» The problem: Where a line in the listing below holds the word "collect", count that line; give the total alone.

• • •

impl StreamView {
    /// Build a view from a storage read.
    pub fn make_stream_view(data: &StreamSnapshotData) -> Result<Self, StreamError> {
        if data.miniblocks.is_empty() {
            return Err(StreamError::InvalidMiniblock(
                "stream data contains no miniblocks".into(),
            ));
        }

        let mut blocks: Vec<Arc<MiniblockInfo>> = Vec::with_capacity(data.miniblocks.len());
        for (i, bytes) in data.miniblocks.iter().enumerate() {
            let expected = data.start_miniblock_num + i as u64;
            let info = MiniblockInfo::from_bytes(bytes, Some(expected))?;
            if let Some(prev) = blocks.last() {
                if info.header.prev_miniblock_hash != prev.hash {
                    return Err(StreamError::InvalidMiniblock(format!(
                        "block {} does not chain to block {}",
                        info.num, prev.num
                    )));
                }
            }
            blocks.push(Arc::new(info));
        }

        let snapshot_index = blocks
            .iter()
            .rposition(|b| b.header.snapshot.is_some())
            .ok_or_else(|| {
                StreamError::InvalidMiniblock("no snapshot in loaded miniblocks".into())
            })?;

        // Roll the snapshot state forward over the blocks sealed after it.
        let mut snapshot = blocks[snapshot_index]
            .header
            .snapshot
            .clone()
            .ok_or_else(|| StreamError::InvalidMiniblock("snapshot block lost its snapshot".into()))?;
        for block in &blocks[snapshot_index + 1..] {
            apply_block_to_snapshot(&mut snapshot, block);
        }

        let mut event_hashes: HashSet<Hash> = HashSet::new();
        for block in &blocks {
            event_hashes.insert(block.hash);
            event_hashes.extend(block.events.iter().map(|e| e.hash));
        }

        let generation = blocks[blocks.len() - 1].num + 1;
        let mut minipool_events = Vec::with_capacity(data.minipool.len());
        for bytes in &data.minipool {
            let event = ParsedEvent::parse(&decode_envelope(bytes)?)?;
            if !event_hashes.insert(event.hash) {
                return Err(StreamError::DuplicateEvent(event.hash));
            }
            minipool_events.push(event);
        }

        Ok(Self {
            stream_id: stream_id_of(&snapshot),
            blocks,
            snapshot_index,
            snapshot,
            minipool: Minipool::with_events(generation, minipool_events),
            event_hashes,
        })
    }

    /// The stream this view projects.
    pub fn stream_id(&self) -> StreamId {
        self.stream_id
    }

    /// The last sealed miniblock.
    pub fn last_block(&self) -> &MiniblockInfo {
        self.blocks
            .last()
            .expect("a stream view always holds at least one miniblock")
    }

    /// Number of the first retained miniblock.
    pub fn first_block_num(&self) -> u64 {
        self.blocks[0].num
    }

    /// Current minipool generation (= number of the next miniblock).
    pub fn generation(&self) -> u64 {
        self.minipool.generation()
    }

    /// Number of events currently buffered in the minipool.
    pub fn minipool_len(&self) -> usize {
        self.minipool.len()
    }

    /// The stream settings fixed at inception.
    pub fn settings(&self) -> StreamSettings {
        self.snapshot.inception.settings
    }

    /// Running stream state through the last sealed block.
    pub fn snapshot(&self) -> &Snapshot {
        &self.snapshot
    }

    /// Mint the resumption cursor for the current position.
    pub fn sync_cookie(&self, node_address: Address) -> SyncCookie {
        SyncCookie {
            node_address,
            stream_id: self.stream_id,
            minipool_gen: self.minipool.generation() as i64,
            minipool_slot: self.minipool.next_slot() as i64,
            prev_miniblock_hash: self.last_block().hash,
        }
    }

    /// The buffered envelopes in admission order.
    pub fn minipool_envelopes(&self) -> Vec<Envelope> {
        self.minipool.envelopes()
    }

    /// Wire miniblocks from the last snapshot block through the tip.
    pub fn miniblocks_from_last_snapshot(&self) -> Vec<Miniblock> {
        self.blocks[self.snapshot_index..]
            .iter()
            .map(|b| b.to_wire())
            .collect()
    }

    /// The full catch-up delivery for a client with no usable cursor.
    pub fn stream_and_cookie_reset(&self, node_address: Address) -> StreamAndCookie {
        StreamAndCookie {
            events: self.minipool_envelopes(),
            next_sync_cookie: self.sync_cookie(node_address),
            miniblocks: self.miniblocks_from_last_snapshot(),
            sync_reset: true,
        }
    }

    /// Index of the retained block with number `num`, if retained.
    pub fn index_of_miniblock_with_num(&self, num: u64) -> Option<usize> {
        let first = self.first_block_num();
        if num < first || num > self.last_block().num {
            return None;
        }
        Some((num - first) as usize)
    }

    /// Visit every envelope from block `from_block_idx` through the
    /// minipool, in admission order: each block's events, then its
    /// header, then the minipool. Returning `false` stops the walk.
    pub fn for_each_event<F>(&self, from_block_idx: usize, mut f: F)
    where
        F: FnMut(&ParsedEvent) -> bool,
    {
        for block in &self.blocks[from_block_idx..] {
            for event in &block.events {
                if !f(event) {
                    return;
                }
            }
            if !f(&block.header_event) {
                return;
            }
        }
        for event in self.minipool.events() {
            if !f(event) {
                return;
            }
        }
    }

    /// Admission checks for a new event: correct anchor, no duplicate.
    pub fn validate_new_event(&self, event: &ParsedEvent) -> Result<(), StreamError> {
        let last_hash = self.last_block().hash;
        if event.prev_miniblock_hash() != last_hash {
            return Err(StreamError::BadPrevMiniblockHash {
                expected: last_hash,
                got: event.prev_miniblock_hash(),
            });
        }
        if self.event_hashes.contains(&event.hash) {
            return Err(StreamError::DuplicateEvent(event.hash));
        }
        Ok(())
    }

    /// New view with `event` appended to a cloned minipool.
    pub fn copy_and_add_event(&self, event: ParsedEvent) -> Result<Self, StreamError> {
        self.validate_new_event(&event)?;
        let mut next = self.clone();
        next.event_hashes.insert(event.hash);
        next.minipool.push(event);
        Ok(next)
    }

    /// New view with `mb` sealed: the minipool generation advances and
    /// the residual minipool holds the events `mb` did not seal
    /// (normally none).
    ///
    /// Fails when the block does not directly extend this view: wrong
    /// number, wrong parent hash, events that were never admitted, or a
    /// header inconsistent with the view's running state.
    pub fn copy_and_apply_block(&self, mb: MiniblockInfo) -> Result<Self, StreamError> {
        let generation = self.minipool.generation();
        if mb.num != generation {
            return Err(StreamError::NonConsecutiveMiniblock {
                num: mb.num,
                expected: generation,
            });
        }
        let last_hash = self.last_block().hash;
        if mb.header.prev_miniblock_hash != last_hash {
            return Err(StreamError::InvalidMiniblock(format!(
                "candidate {} does not chain to the current tip",
                mb.num
            )));
        }
        if mb.header.event_num_offset != self.snapshot.event_count {
            return Err(StreamError::InvalidMiniblock(format!(
                "candidate {} declares event offset {}, view has {}",
                mb.num, mb.header.event_num_offset, self.snapshot.event_count
            )));
        }
        let sealed: HashSet<Hash> = mb.events.iter().map(|e| e.hash).collect();
        for hash in &sealed {
            if !self.minipool.contains(hash) {
                return Err(StreamError::InvalidMiniblock(format!(
                    "candidate {} seals an event that is not in the minipool",
                    mb.num
                )));
            }
        }

        let residual: Vec<ParsedEvent> = self
            .minipool
            .events()
            .iter()
            .filter(|e| !sealed.contains(&e.hash))
            .cloned()
            .collect();

        let snapshot = match &mb.header.snapshot {
            // A declared snapshot is authoritative but must cover the
            // block that carries it.
            Some(declared) => {
                let expected = self.snapshot.event_count + mb.events.len() as u64;
                if declared.event_count != expected {
                    return Err(StreamError::InvalidMiniblock(format!(
                        "candidate {} snapshot counts {} events, expected {}",
                        mb.num, declared.event_count, expected
                    )));
                }
                declared.clone()
            }
            None => {
                let mut rolled = self.snapshot.clone();
                apply_block_to_snapshot(&mut rolled, &mb);
                rolled
            }
        };

        let has_snapshot = mb.header.snapshot.is_some();
        let block = Arc::new(mb);

        let (blocks, snapshot_index) = if has_snapshot {
            (vec![block.clone()], 0)
        } else {
            let mut blocks = self.blocks.clone();
            blocks.push(block.clone());
            (blocks, self.snapshot_index)
        };

        let mut event_hashes: HashSet<Hash> = HashSet::new();
        for b in &blocks {
            event_hashes.insert(b.hash);
            event_hashes.extend(b.events.iter().map(|e| e.hash));
        }
        event_hashes.extend(residual.iter().map(|e| e.hash));

        Ok(Self {
            stream_id: self.stream_id,
            blocks,
            snapshot_index,
            snapshot,
            minipool: Minipool::with_events(generation + 1, residual),
            event_hashes,
        })
    }

    /// Seal the current minipool into a signed candidate miniblock.
    ///
    /// The candidate carries a snapshot when forced or when the snapshot
    /// cadence is due.
    pub fn propose_next_miniblock(
        &self,
        config: &EngineConfig,
        signer: &dyn EventSigner,
        force_snapshot: bool,
        timestamp_ms: u64,
    ) -> Result<MiniblockInfo, StreamError> {
        let generation = self.minipool.generation();
        let last = self.last_block();
        let snapshot_block_num = self.blocks[self.snapshot_index].num;
        let blocks_since_snapshot = generation - snapshot_block_num;
        let with_snapshot =
            force_snapshot || blocks_since_snapshot >= config.miniblocks_per_snapshot;

        let events = self.minipool.events().to_vec();
        let snapshot = if with_snapshot {
            let mut s = self.snapshot.clone();
            for event in &events {
                if let StreamPayload::Membership(m) = event.payload() {
                    s.apply_membership(m);
                }
            }
            s.event_count += events.len() as u64;
            Some(s)
        } else {
            None
        };

        let header = MiniblockHeader {
            miniblock_num: generation,
            prev_miniblock_hash: last.hash,
            timestamp_ms,
            event_hashes: events.iter().map(|e| e.hash).collect(),
            event_num_offset: self.snapshot.event_count,
            prev_snapshot_miniblock_num: snapshot_block_num,
            snapshot,
        };

        let header_event = make_envelope(
            signer,
            EventPayload {
                creator: signer.address(),
                prev_miniblock_hash: last.hash,
                salt: timestamp_ms,
                payload: StreamPayload::MiniblockHeader(header.clone()),
            },
        )?;

        Ok(MiniblockInfo {
            num: generation,
            hash: header_event.hash,
            header_event,
            header,
            events,
        })
    }
}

• • •

» Completed exercise: 4